Mitch, Lyons has a big problem here. The fellow he holds out as the paragon of intellect with a string of highfalutin academic credentials, John Holdren, is a bit of a kook. Or at least we can say he readily embraces apocalyptic predictions that wind up wildly, even laughably wrong. And yet he learns little from his previous failures in judgment.
When Holdren was picked by Obama in December, Ross Douthat (who’s hardly a raving right-winger) noted Holdren’s long-running collaborations with Population Bomb scarifiers Paul and Anne Ehrlich, who were, in Douthat’s words, pitching “a mix of hysteria and moral idiocy.”

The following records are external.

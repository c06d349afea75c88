use std::sync::Arc;
use std::sync::atomic::{AtomicBool, Ordering};

use crate::camera::ViewportCamera;
use crate::coords::FrameSize;
use crate::render::FrameUniforms;
use crate::time::{Clock, FpsSampler, SystemClock};

use super::app::AppControl;

/// Where a frame is drawn. The GPU implementation lives in `Session`; tests use
/// recording mocks.
pub trait FrameTarget {
    /// Current drawable size; re-read every tick.
    fn frame_size(&self) -> FrameSize;

    /// Clears, pushes `uniforms` and draws. `Exit` means the target is gone.
    fn draw(&mut self, uniforms: &FrameUniforms) -> AppControl;
}

/// Host frame scheduling.
pub trait FrameSource {
    /// Blocks until the next frame is due, applying input that arrived in the
    /// meantime to `camera`. Returns `false` once no more frames will come.
    fn next_frame(&mut self, camera: &mut ViewportCamera) -> bool;
}

/// Receives frames-per-second reports.
pub trait FpsSink {
    fn report(&mut self, fps: u32);
}

impl<F: FnMut(u32)> FpsSink for F {
    fn report(&mut self, fps: u32) {
        self(fps)
    }
}

/// Shared stop flag. Clones observe the same flag.
#[derive(Debug, Clone, Default)]
pub struct CancelToken(Arc<AtomicBool>);

impl CancelToken {
    pub fn new() -> Self {
        Self::default()
    }

    pub fn cancel(&self) {
        self.0.store(true, Ordering::Release);
    }

    pub fn is_cancelled(&self) -> bool {
        self.0.load(Ordering::Acquire)
    }
}

/// Per-frame driver: derives uniforms from the camera, draws, samples FPS.
pub struct RenderLoop<C: Clock = SystemClock> {
    clock: C,
    fps: FpsSampler,
    cancel: CancelToken,
    frames: u64,
}

impl RenderLoop<SystemClock> {
    pub fn with_system_clock() -> Self {
        Self::new(SystemClock::new())
    }
}

impl<C: Clock> RenderLoop<C> {
    /// The first FPS window starts now.
    pub fn new(clock: C) -> Self {
        let fps = FpsSampler::new(clock.now());
        Self {
            clock,
            fps,
            cancel: CancelToken::new(),
            frames: 0,
        }
    }

    pub fn cancel_token(&self) -> CancelToken {
        self.cancel.clone()
    }

    /// Frames drawn so far.
    pub fn frames(&self) -> u64 {
        self.frames
    }

    pub fn fps_sampler(&self) -> &FpsSampler {
        &self.fps
    }

    /// Runs one frame to completion.
    ///
    /// Returns `Exit` when the token is cancelled (checked before drawing and
    /// again before the next frame would be requested) or the target is gone.
    pub fn tick(
        &mut self,
        camera: &ViewportCamera,
        target: &mut impl FrameTarget,
        sink: &mut impl FpsSink,
    ) -> AppControl {
        if self.cancel.is_cancelled() {
            return AppControl::Exit;
        }

        let uniforms = FrameUniforms::from_camera(camera, target.frame_size());
        if target.draw(&uniforms) == AppControl::Exit {
            return AppControl::Exit;
        }
        self.frames += 1;

        if let Some(fps) = self.fps.tick(self.clock.now()) {
            log::debug!("{fps} fps");
            sink.report(fps);
        }

        if self.cancel.is_cancelled() {
            AppControl::Exit
        } else {
            AppControl::Continue
        }
    }

    /// Drives frames from `source` until it stops, the token is cancelled or
    /// the target exits.
    pub fn run(
        &mut self,
        source: &mut impl FrameSource,
        camera: &mut ViewportCamera,
        target: &mut impl FrameTarget,
        sink: &mut impl FpsSink,
    ) {
        while !self.cancel.is_cancelled() && source.next_frame(camera) {
            if self.tick(camera, target, sink) == AppControl::Exit {
                break;
            }
        }
        log::debug!("render loop stopped after {} frame(s)", self.frames);
    }
}
use crate::input::{InputEvent, MouseButton, MouseButtonState};

/// Camera-level interaction, in screen pixels.
#[derive(Debug, Copy, Clone, PartialEq)]
pub enum CameraEvent {
    PointerDown { x: f32, y: f32 },
    PointerMove { x: f32, y: f32 },
    PointerUp,
    /// Browser convention: negative when scrolling up (zoom in).
    Wheel { delta_y: f32 },
    /// Back to the initial view.
    Reset,
}

impl CameraEvent {
    /// Maps a platform-agnostic input event to a camera event.
    ///
    /// Only the left button drags; a right-button press resets the view.
    /// Losing focus ends a drag, since the release may never be delivered.
    pub fn from_input(event: &InputEvent) -> Option<CameraEvent> {
        match event {
            InputEvent::PointerButton(e) if e.button == MouseButton::Left => match e.state {
                MouseButtonState::Pressed => Some(CameraEvent::PointerDown { x: e.x, y: e.y }),
                MouseButtonState::Released => Some(CameraEvent::PointerUp),
            },
            InputEvent::PointerButton(e)
                if e.button == MouseButton::Right && e.state == MouseButtonState::Pressed =>
            {
                Some(CameraEvent::Reset)
            }
            InputEvent::PointerMoved(e) => Some(CameraEvent::PointerMove { x: e.x, y: e.y }),
            InputEvent::MouseWheel { delta } => {
                let y = delta.y();
                // Positive platform y is "away from the user", i.e. scroll up.
                (y != 0.0).then_some(CameraEvent::Wheel { delta_y: -y })
            }
            InputEvent::Focused(false) => Some(CameraEvent::PointerUp),
            _ => None,
        }
    }
}

#[cfg(test)]
mod tests {
    use super::*;
    use crate::input::{MouseWheelDelta, PointerButtonEvent, PointerMoveEvent};

    fn button(button: MouseButton, state: MouseButtonState) -> InputEvent {
        InputEvent::PointerButton(PointerButtonEvent { button, state, x: 12.0, y: 34.0 })
    }

    #[test]
    fn left_button_drives_drag() {
        assert_eq!(
            CameraEvent::from_input(&button(MouseButton::Left, MouseButtonState::Pressed)),
            Some(CameraEvent::PointerDown { x: 12.0, y: 34.0 })
        );
        assert_eq!(
            CameraEvent::from_input(&button(MouseButton::Left, MouseButtonState::Released)),
            Some(CameraEvent::PointerUp)
        );
        assert_eq!(
            CameraEvent::from_input(&button(MouseButton::Middle, MouseButtonState::Pressed)),
            None
        );
    }

    #[test]
    fn right_press_resets() {
        assert_eq!(
            CameraEvent::from_input(&button(MouseButton::Right, MouseButtonState::Pressed)),
            Some(CameraEvent::Reset)
        );
        assert_eq!(
            CameraEvent::from_input(&button(MouseButton::Right, MouseButtonState::Released)),
            None
        );
    }

    #[test]
    fn pointer_motion_maps_to_move() {
        let e = InputEvent::PointerMoved(PointerMoveEvent { x: 1.0, y: 2.0 });
        assert_eq!(CameraEvent::from_input(&e), Some(CameraEvent::PointerMove { x: 1.0, y: 2.0 }));
    }

    #[test]
    fn wheel_sign_is_flipped_to_scroll_up_negative() {
        let up = InputEvent::MouseWheel { delta: MouseWheelDelta::Line { x: 0.0, y: 1.0 } };
        assert_eq!(CameraEvent::from_input(&up), Some(CameraEvent::Wheel { delta_y: -1.0 }));

        let down = InputEvent::MouseWheel { delta: MouseWheelDelta::Pixel { x: 0.0, y: -40.0 } };
        assert_eq!(CameraEvent::from_input(&down), Some(CameraEvent::Wheel { delta_y: 40.0 }));
    }

    #[test]
    fn horizontal_scroll_is_dropped() {
        let e = InputEvent::MouseWheel { delta: MouseWheelDelta::Pixel { x: 5.0, y: 0.0 } };
        assert_eq!(CameraEvent::from_input(&e), None);
    }

    #[test]
    fn focus_loss_ends_drag() {
        assert_eq!(CameraEvent::from_input(&InputEvent::Focused(false)), Some(CameraEvent::PointerUp));
        assert_eq!(CameraEvent::from_input(&InputEvent::Focused(true)), None);
        assert_eq!(CameraEvent::from_input(&InputEvent::PointerLeft), None);
    }
}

Holdren was also a key player in the famous bet between Paul Ehrlich and economist Julian Simon. Simon bet Ehrlich, who was predicting that the 1980s would bring mass famines and a total scarcity of basic commodities, that human ingenuity would triumph over shortages. Simon bet $1,000 that the price of any natural resource would go down over time. Holdren picked five precious metals, and over a decade — the agreed-upon timeline — Simon won on all five.
If Lyons wants to pick an example of a smart guy who can run circles around the presumed mouth-breathers, he’d do better to select someone who has a track record of occasionally being in the same time zone as reality.